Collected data
----
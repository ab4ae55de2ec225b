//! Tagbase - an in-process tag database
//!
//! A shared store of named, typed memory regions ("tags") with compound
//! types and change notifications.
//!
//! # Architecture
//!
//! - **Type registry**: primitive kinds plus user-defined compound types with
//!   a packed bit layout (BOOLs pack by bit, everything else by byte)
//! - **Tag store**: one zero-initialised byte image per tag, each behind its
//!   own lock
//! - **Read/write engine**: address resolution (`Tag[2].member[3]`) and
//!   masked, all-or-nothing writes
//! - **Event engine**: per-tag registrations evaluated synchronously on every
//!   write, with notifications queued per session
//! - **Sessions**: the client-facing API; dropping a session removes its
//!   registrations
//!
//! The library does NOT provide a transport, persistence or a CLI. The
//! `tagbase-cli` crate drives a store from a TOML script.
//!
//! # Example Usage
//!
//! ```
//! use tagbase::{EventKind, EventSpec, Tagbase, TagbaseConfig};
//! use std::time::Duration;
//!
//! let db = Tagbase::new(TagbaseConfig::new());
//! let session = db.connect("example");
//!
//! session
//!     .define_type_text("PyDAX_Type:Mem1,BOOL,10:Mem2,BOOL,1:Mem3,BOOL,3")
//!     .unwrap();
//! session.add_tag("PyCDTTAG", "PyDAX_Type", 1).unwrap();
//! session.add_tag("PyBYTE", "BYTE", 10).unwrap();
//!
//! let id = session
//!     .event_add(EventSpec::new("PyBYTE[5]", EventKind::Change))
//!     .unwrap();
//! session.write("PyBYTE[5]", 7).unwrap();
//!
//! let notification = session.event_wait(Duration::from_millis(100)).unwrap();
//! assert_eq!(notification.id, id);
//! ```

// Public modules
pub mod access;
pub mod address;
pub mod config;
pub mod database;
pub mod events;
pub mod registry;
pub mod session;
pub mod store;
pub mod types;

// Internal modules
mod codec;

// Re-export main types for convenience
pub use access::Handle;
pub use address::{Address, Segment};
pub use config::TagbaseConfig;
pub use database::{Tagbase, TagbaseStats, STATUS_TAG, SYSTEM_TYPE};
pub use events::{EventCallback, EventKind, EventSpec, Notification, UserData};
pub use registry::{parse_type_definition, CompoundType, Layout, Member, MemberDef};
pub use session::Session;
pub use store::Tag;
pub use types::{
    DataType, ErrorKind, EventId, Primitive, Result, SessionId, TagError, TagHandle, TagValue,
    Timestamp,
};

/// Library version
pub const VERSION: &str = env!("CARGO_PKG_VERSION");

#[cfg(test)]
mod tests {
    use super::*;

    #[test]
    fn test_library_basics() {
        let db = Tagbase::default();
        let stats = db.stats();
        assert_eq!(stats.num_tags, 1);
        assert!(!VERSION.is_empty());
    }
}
----
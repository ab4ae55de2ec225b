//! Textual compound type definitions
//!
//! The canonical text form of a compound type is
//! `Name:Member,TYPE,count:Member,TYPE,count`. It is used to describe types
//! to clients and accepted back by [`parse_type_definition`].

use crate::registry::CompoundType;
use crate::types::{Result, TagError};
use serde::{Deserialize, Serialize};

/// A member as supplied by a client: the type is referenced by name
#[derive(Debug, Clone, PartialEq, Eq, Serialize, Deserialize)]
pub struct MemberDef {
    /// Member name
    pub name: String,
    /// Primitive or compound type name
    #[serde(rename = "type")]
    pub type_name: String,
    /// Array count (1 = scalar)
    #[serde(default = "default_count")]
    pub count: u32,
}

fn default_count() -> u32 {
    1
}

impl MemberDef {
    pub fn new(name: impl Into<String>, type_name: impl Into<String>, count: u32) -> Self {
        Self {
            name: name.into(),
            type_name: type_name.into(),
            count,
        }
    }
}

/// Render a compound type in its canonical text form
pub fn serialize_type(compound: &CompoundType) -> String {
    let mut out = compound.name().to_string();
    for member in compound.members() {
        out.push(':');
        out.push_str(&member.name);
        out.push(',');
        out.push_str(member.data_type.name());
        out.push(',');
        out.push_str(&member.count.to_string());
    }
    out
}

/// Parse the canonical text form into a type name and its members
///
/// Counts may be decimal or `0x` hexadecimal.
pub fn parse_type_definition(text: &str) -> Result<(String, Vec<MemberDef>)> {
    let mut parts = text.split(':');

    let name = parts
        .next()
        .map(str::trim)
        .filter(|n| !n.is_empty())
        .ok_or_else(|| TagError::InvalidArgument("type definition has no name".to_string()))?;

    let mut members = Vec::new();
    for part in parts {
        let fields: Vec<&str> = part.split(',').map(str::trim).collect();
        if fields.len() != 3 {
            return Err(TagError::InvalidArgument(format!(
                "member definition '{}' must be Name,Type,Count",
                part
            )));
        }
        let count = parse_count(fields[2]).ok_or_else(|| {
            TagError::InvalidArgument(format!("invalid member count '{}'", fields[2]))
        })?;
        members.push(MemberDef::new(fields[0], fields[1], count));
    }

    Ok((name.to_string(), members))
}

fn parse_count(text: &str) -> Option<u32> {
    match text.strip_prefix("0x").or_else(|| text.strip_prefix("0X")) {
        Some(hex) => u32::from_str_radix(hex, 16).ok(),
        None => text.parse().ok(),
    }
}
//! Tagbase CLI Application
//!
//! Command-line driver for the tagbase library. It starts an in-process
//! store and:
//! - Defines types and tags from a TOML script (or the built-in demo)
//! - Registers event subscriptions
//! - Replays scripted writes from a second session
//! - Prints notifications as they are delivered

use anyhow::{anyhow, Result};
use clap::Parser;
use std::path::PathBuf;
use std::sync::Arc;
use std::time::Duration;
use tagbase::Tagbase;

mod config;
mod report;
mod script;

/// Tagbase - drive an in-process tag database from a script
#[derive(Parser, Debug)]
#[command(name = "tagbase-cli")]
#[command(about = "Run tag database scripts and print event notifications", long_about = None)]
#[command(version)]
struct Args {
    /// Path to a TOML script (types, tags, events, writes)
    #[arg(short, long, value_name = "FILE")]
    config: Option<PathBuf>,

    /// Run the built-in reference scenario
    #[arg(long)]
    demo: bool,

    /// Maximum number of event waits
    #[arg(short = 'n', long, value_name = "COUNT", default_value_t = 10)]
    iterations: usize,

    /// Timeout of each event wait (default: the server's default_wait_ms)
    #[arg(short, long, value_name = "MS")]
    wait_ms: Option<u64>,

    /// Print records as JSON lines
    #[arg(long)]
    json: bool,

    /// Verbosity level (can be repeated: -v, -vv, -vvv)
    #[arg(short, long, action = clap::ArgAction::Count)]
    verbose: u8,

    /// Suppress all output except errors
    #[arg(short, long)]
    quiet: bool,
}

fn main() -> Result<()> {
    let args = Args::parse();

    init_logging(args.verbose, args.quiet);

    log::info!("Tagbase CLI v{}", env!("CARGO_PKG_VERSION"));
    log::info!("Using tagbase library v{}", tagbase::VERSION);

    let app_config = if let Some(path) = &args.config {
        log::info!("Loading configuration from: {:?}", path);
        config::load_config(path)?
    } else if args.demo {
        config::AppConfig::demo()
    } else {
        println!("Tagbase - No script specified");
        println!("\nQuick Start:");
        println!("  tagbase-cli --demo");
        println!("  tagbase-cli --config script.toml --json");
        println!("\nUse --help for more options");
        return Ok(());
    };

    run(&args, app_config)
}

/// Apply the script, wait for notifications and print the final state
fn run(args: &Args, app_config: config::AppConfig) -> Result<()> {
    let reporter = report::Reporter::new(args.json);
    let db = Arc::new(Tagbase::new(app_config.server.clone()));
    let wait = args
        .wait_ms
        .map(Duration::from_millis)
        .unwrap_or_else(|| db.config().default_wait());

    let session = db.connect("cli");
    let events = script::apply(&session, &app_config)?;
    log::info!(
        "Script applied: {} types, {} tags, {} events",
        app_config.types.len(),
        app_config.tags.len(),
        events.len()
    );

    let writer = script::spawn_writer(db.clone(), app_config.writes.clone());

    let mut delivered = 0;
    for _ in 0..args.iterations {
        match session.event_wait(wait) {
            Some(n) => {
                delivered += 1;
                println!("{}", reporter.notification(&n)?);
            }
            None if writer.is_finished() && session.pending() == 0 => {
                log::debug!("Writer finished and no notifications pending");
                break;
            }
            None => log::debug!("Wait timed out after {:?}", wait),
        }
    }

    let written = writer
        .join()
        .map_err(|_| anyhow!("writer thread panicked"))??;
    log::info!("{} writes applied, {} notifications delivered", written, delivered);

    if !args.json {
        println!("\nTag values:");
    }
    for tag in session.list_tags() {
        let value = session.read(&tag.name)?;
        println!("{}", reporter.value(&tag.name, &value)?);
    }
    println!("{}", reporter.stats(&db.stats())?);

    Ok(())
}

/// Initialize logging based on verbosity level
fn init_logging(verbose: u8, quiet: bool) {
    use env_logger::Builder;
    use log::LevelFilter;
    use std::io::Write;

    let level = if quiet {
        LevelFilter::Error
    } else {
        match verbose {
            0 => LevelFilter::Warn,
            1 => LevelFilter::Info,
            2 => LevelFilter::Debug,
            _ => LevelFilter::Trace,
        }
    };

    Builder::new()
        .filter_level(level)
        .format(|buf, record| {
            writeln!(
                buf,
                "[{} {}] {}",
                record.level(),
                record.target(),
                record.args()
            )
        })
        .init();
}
----
> _Assignment_:
In the records above, each line with the string "Duration" should be copied.

> _Output below_:
//! use std::time::Duration;
//! let notification = session.event_wait(Duration::from_millis(100)).unwrap();
use std::time::Duration;
        .map(Duration::from_millis)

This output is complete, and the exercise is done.